**REQUIRED WORK**. Scan the material for the word "amplitude" and copy each line where it occurs.
Start of Block
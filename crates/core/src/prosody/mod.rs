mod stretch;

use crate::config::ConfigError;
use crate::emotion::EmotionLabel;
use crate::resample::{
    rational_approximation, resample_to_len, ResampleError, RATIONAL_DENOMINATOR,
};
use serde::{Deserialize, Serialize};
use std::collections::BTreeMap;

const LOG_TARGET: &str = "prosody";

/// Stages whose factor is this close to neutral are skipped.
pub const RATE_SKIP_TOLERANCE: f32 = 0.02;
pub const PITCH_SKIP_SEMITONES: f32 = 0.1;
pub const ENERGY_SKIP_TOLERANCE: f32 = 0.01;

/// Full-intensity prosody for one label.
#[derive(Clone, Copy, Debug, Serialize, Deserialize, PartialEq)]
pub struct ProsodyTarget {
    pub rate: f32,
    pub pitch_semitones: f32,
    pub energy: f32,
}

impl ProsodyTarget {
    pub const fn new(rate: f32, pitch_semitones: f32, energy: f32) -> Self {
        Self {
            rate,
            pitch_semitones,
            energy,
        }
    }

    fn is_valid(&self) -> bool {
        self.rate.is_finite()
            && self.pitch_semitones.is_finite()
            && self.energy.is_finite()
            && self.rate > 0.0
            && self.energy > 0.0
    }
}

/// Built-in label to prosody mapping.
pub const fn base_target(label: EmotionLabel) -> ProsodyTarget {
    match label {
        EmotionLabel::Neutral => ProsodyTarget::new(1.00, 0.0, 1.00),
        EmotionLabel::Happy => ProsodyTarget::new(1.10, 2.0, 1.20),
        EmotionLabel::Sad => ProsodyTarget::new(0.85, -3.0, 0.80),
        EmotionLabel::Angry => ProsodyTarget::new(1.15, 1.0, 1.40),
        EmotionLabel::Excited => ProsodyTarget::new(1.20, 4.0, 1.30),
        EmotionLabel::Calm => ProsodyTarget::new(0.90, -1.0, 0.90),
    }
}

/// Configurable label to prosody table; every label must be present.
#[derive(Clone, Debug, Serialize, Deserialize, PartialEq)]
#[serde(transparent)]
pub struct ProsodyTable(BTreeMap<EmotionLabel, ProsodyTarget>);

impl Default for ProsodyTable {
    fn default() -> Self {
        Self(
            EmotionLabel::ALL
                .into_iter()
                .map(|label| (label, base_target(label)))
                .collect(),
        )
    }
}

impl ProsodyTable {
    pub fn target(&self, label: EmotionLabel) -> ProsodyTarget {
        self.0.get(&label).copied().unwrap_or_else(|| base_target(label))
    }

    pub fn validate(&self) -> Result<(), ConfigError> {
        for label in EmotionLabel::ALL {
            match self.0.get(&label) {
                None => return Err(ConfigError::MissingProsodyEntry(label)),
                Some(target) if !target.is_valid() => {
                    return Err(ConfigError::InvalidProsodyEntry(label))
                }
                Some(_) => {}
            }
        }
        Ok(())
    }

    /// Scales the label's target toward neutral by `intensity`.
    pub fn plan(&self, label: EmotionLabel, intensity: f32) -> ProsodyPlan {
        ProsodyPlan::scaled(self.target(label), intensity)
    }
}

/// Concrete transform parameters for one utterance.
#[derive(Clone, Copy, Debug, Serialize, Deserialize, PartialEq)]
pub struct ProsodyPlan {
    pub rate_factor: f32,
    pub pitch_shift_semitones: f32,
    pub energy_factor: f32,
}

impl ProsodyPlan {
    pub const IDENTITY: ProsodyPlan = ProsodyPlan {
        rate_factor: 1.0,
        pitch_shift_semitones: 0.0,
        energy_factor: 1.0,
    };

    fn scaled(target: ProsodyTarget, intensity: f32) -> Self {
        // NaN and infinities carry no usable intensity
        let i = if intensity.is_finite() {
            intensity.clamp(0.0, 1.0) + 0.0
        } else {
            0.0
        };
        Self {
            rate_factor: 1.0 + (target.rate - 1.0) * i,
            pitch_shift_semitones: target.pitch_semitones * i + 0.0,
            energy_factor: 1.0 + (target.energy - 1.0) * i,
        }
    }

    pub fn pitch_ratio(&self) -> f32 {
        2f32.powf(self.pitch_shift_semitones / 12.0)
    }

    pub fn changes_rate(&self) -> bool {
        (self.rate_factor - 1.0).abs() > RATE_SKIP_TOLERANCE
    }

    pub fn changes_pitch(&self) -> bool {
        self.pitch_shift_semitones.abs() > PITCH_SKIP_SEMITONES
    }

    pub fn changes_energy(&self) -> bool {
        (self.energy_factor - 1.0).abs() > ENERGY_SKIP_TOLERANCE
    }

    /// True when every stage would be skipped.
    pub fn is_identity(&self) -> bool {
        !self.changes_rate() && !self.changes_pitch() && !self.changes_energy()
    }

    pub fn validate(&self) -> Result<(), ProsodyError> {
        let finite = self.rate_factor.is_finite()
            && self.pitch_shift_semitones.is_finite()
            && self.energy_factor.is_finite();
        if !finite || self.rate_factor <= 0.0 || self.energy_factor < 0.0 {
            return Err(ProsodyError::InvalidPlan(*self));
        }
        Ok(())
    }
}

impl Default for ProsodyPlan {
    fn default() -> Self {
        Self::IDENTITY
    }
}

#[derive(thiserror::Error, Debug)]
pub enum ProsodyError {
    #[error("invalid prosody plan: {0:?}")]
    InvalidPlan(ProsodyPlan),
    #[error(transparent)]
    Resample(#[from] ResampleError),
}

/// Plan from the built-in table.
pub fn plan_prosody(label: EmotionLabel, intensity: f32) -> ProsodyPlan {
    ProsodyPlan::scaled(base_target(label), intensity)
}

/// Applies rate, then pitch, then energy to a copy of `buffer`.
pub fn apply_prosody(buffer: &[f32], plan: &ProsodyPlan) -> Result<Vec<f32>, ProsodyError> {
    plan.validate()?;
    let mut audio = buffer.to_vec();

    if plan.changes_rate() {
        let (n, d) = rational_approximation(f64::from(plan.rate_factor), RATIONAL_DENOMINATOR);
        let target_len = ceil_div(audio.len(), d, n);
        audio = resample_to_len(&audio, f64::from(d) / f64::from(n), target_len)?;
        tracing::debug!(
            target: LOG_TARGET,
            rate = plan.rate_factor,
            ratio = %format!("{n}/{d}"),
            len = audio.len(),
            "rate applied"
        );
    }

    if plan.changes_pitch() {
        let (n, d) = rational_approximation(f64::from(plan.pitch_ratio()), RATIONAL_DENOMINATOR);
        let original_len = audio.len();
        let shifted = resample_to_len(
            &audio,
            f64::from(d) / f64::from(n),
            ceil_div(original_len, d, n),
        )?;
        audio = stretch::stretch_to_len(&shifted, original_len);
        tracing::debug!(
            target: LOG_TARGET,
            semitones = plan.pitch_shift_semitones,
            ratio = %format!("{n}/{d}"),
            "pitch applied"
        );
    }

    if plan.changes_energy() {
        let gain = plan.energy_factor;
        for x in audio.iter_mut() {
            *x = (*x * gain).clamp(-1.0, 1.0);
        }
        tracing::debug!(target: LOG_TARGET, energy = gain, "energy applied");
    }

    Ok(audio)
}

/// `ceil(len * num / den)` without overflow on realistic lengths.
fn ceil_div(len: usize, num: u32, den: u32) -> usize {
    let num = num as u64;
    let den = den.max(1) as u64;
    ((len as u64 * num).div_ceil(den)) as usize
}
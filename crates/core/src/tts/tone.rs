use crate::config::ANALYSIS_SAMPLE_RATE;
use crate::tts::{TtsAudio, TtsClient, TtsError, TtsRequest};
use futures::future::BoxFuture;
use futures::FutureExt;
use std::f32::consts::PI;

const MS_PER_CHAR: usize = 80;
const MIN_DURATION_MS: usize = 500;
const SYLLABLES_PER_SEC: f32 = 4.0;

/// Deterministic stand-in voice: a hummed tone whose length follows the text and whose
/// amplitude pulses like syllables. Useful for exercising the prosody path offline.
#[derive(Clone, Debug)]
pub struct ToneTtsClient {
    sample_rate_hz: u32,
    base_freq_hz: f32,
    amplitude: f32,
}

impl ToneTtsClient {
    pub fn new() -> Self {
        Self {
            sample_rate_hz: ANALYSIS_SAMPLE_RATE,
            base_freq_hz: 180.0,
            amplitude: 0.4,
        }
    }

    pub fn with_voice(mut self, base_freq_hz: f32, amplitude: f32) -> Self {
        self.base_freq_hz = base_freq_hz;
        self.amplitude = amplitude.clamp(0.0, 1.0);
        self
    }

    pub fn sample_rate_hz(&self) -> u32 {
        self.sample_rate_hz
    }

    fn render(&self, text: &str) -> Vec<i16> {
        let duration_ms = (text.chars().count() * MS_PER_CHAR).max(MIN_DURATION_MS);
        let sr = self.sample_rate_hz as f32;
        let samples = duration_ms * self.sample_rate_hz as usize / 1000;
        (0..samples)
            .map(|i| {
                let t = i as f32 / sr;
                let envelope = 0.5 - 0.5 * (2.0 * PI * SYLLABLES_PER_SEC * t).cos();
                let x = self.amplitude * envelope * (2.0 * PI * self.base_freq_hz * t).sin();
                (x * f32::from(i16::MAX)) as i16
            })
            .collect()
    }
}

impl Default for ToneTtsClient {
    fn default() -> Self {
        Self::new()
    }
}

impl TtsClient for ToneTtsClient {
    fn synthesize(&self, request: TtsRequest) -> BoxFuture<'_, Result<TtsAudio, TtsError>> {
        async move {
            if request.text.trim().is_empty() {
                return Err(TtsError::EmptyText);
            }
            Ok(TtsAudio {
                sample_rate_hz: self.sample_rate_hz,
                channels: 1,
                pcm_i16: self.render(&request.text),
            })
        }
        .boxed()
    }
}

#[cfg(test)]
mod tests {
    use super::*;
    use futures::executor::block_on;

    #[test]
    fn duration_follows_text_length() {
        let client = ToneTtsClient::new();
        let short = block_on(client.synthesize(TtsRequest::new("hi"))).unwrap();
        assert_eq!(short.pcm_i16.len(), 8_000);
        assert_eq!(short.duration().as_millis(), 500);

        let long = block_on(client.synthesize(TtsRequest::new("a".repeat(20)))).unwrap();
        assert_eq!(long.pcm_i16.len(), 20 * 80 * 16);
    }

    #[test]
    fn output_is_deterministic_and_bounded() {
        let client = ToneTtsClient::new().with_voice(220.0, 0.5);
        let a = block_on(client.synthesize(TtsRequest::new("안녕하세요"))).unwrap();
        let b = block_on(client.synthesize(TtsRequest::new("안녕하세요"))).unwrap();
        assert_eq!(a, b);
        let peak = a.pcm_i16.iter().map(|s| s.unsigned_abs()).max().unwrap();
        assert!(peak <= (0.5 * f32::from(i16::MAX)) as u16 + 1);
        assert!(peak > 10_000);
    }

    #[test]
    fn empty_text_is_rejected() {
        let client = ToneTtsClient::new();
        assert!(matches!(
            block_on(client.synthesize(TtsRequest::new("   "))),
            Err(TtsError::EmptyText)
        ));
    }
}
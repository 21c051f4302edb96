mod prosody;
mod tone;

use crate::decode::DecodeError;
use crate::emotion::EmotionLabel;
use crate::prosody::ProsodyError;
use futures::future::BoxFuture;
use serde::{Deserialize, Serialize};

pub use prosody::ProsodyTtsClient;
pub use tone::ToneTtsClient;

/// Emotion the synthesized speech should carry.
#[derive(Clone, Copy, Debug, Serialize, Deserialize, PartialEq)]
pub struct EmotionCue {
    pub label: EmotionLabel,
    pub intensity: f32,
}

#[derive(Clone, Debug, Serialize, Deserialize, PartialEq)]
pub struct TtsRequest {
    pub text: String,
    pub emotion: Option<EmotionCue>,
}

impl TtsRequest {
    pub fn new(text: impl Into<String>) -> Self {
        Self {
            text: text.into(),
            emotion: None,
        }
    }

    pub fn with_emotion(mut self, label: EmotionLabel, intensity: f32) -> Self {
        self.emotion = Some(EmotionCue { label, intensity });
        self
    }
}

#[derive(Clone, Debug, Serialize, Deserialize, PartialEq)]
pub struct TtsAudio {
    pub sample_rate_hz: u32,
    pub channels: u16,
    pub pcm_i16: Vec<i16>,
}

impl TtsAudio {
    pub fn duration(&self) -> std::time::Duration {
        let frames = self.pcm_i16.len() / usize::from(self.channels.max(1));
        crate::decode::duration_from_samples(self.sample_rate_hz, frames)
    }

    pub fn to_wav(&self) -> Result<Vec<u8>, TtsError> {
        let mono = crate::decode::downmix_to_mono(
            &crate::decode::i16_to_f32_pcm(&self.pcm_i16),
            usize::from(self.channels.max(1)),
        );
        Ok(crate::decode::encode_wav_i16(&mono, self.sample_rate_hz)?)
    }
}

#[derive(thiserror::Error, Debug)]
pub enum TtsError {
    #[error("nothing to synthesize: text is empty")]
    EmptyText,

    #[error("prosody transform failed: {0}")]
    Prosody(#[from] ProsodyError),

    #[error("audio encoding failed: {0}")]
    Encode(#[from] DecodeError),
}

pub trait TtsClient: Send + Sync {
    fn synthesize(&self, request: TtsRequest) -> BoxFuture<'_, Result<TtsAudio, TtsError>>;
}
End of Block
**RESULT OF THIS EXERCISE**.
/// amplitude pulses like syllables. Useful for exercising the prosody path offline.
    amplitude: f32,
            amplitude: 0.4,
    pub fn with_voice(mut self, base_freq_hz: f32, amplitude: f32) -> Self {
        self.amplitude = amplitude.clamp(0.0, 1.0);
                let x = self.amplitude * envelope * (2.0 * PI * self.base_freq_hz * t).sin();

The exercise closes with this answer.